Si cultivamos la devoción a los ángeles guardianes, nos volvemos cada vez más conscientes y conscientes de ser ciudadanos del cielo y somos impulsados a comportarnos de tal manera que agrademos a Dios y a todos aquellos que ya están en Él, que disfrutan de su amor y contemplar su gloria.
Cada uno de nosotros podría dar testimonio de haber experimentado la presencia de los ángeles al menos en algún momento particular de nuestra vida. Me gustaría relatar aquí un sugerente recuerdo de un sacerdote-escritor del siglo pasado.
«Un santo sacerdote me dijo (algunos de ellos todavía están allí) que el día de los ángeles custodios, que se celebraba en su pequeña iglesia de San Giovanni al Fonte, con la asistencia de los fieles, escuchó durante todo el tiempo de La misa era un gran zumbido de cerveza, y él no sabía de dónde venía. Pensó que se trataba, como si fuera natural, de una reunión de ángeles (el suyo y los de los presentes) que recitaban la Misa junto con él. Nunca he escuchado una historia más maravillosa que esta, ni una que me haya causado mayor emoción. Si no fuera el que experimenté una vez, cuando, al anochecer, al encontrarme en el umbral de una antigua abadía, escuché a aquellos graves monjes cantar la Hora de Completas; y de la voz del padre prior escuché la oración final que es un himno a los ángeles: “Visita, Señor, esta casa tuya, y aleja las trampas de los espíritus malignos; que tus ángeles habiten en ella y la guarden en paz." En ese momento, bajo el sonido de la última campana, me pareció ver muchos ángeles que, saliendo de lo alto, se reunían en todas las familias como última bendición del día. Y cuando regresé a mi habitación, desnudo como una celda, cerrando la puerta y cerrando las contraventanas, temblé de la alegría que me dio el conocimiento, o más bien la visión, de que había encerrado allí a un ángel para mí solo". (Cesare Angelini, Discurso con el 'Ángel).
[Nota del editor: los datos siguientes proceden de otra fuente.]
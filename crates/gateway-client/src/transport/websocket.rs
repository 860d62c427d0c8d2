//! WebSocket transport over tokio-tungstenite

use async_trait::async_trait;
use futures_util::{SinkExt, StreamExt};
use std::borrow::Cow;
use tokio::net::TcpStream;
use tokio_tungstenite::tungstenite::protocol::frame::coding::CloseCode as WsCloseCode;
use tokio_tungstenite::tungstenite::protocol::CloseFrame;
use tokio_tungstenite::tungstenite::Message;
use tokio_tungstenite::{MaybeTlsStream, WebSocketStream};
use url::Url;

use super::{Connector, Frame, Transport};
use crate::error::GatewayResult;

/// Connects over ws:// or wss://
#[derive(Debug, Clone, Copy, Default)]
pub struct WsConnector;

impl WsConnector {
    #[must_use]
    pub fn new() -> Self {
        Self
    }
}

#[async_trait]
impl Connector for WsConnector {
    async fn connect(&self, url: &Url) -> GatewayResult<Box<dyn Transport>> {
        let (stream, response) = tokio_tungstenite::connect_async(url.as_str()).await?;
        tracing::debug!(host = ?url.host_str(), status = %response.status(), "WebSocket connected");
        Ok(Box::new(WsTransport { stream }))
    }
}

/// An open WebSocket
pub struct WsTransport {
    stream: WebSocketStream<MaybeTlsStream<TcpStream>>,
}

#[async_trait]
impl Transport for WsTransport {
    async fn send_text(&mut self, text: String) -> GatewayResult<()> {
        self.stream.send(Message::Text(text)).await?;
        Ok(())
    }

    async fn recv(&mut self) -> Option<GatewayResult<Frame>> {
        loop {
            let message = match self.stream.next().await? {
                Ok(message) => message,
                Err(e) => return Some(Err(e.into())),
            };

            match message {
                Message::Text(text) => return Some(Ok(Frame::Text(text))),
                Message::Binary(bytes) => return Some(Ok(Frame::Binary(bytes))),
                Message::Close(frame) => {
                    return Some(Ok(Frame::Close(frame.map(|f| u16::from(f.code)))));
                }
                // Pongs are answered by tungstenite
                Message::Ping(_) | Message::Pong(_) | Message::Frame(_) => {
                    tracing::trace!("Control frame received");
                }
            }
        }
    }

    async fn close(&mut self, code: u16) -> GatewayResult<()> {
        let frame = CloseFrame {
            code: WsCloseCode::from(code),
            reason: Cow::Borrowed(""),
        };
        self.stream.close(Some(frame)).await?;
        Ok(())
    }
}

impl std::fmt::Debug for WsTransport {
    fn fmt(&self, f: &mut std::fmt::Formatter<'_>) -> std::fmt::Result {
        f.debug_struct("WsTransport").finish_non_exhaustive()
    }
}
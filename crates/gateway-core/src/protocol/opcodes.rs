//! Op codes of the gateway envelope (`op` field)

use serde::{Deserialize, Serialize};
use std::fmt;

use crate::error::ProtocolError;

/// Which end of the connection may send an op
#[derive(Debug, Clone, Copy, PartialEq, Eq, Hash)]
pub enum OpDirection {
    ClientToServer,
    ServerToClient,
    Both,
}

/// Envelope op code
///
/// Numbers missing from the table (4, 5, 8) are unused by this protocol
/// version and rejected on decode.
#[derive(Debug, Clone, Copy, PartialEq, Eq, Hash, Serialize, Deserialize)]
#[serde(try_from = "u8", into = "u8")]
#[repr(u8)]
pub enum OpCode {
    Dispatch = 0,
    /// Client liveness beat; from the server it means "beat now"
    Heartbeat = 1,
    Identify = 2,
    PresenceUpdate = 3,
    Resume = 6,
    /// Server asks for a reconnect followed by a resume
    Reconnect = 7,
    /// `d` is a bool telling whether the session may still be resumed
    InvalidSession = 9,
    /// First payload on a connection; carries the heartbeat interval
    Hello = 10,
    HeartbeatAck = 11,
}

impl OpCode {
    const ALL: [Self; 9] = [
        Self::Dispatch,
        Self::Heartbeat,
        Self::Identify,
        Self::PresenceUpdate,
        Self::Resume,
        Self::Reconnect,
        Self::InvalidSession,
        Self::Hello,
        Self::HeartbeatAck,
    ];

    #[must_use]
    pub fn from_u8(value: u8) -> Option<Self> {
        Self::ALL.into_iter().find(|op| op.as_u8() == value)
    }

    #[must_use]
    pub const fn as_u8(self) -> u8 {
        self as u8
    }

    #[must_use]
    pub const fn direction(self) -> OpDirection {
        match self {
            Self::Heartbeat => OpDirection::Both,
            Self::Identify | Self::PresenceUpdate | Self::Resume => OpDirection::ClientToServer,
            Self::Dispatch
            | Self::Reconnect
            | Self::InvalidSession
            | Self::Hello
            | Self::HeartbeatAck => OpDirection::ServerToClient,
        }
    }

    /// The client may send this op
    #[must_use]
    pub const fn is_client_op(self) -> bool {
        !matches!(self.direction(), OpDirection::ServerToClient)
    }

    /// The server may send this op
    #[must_use]
    pub const fn is_server_op(self) -> bool {
        !matches!(self.direction(), OpDirection::ClientToServer)
    }

    #[must_use]
    pub const fn name(self) -> &'static str {
        match self {
            Self::Dispatch => "DISPATCH",
            Self::Heartbeat => "HEARTBEAT",
            Self::Identify => "IDENTIFY",
            Self::PresenceUpdate => "PRESENCE_UPDATE",
            Self::Resume => "RESUME",
            Self::Reconnect => "RECONNECT",
            Self::InvalidSession => "INVALID_SESSION",
            Self::Hello => "HELLO",
            Self::HeartbeatAck => "HEARTBEAT_ACK",
        }
    }
}

impl TryFrom<u8> for OpCode {
    type Error = ProtocolError;

    fn try_from(value: u8) -> Result<Self, Self::Error> {
        Self::from_u8(value).ok_or(ProtocolError::UnknownOpCode(value))
    }
}

impl From<OpCode> for u8 {
    fn from(op: OpCode) -> Self {
        op.as_u8()
    }
}

impl fmt::Display for OpCode {
    fn fmt(&self, f: &mut fmt::Formatter<'_>) -> fmt::Result {
        write!(f, "{}/{}", self.as_u8(), self.name())
    }
}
Esto no debe considerarse una experiencia rara, sino normal y diaria para el cristiano. ¿No dice la Escritura: "Os habéis acercado en multitud de ángeles" (Heb 12,22)? Además, nunca debemos olvidar que nosotros mismos podemos realizar un servicio similar al de los ángeles unos hacia otros y acompañarnos mutuamente en el camino de la vida para llegar juntos a la contemplación del rostro de Dios.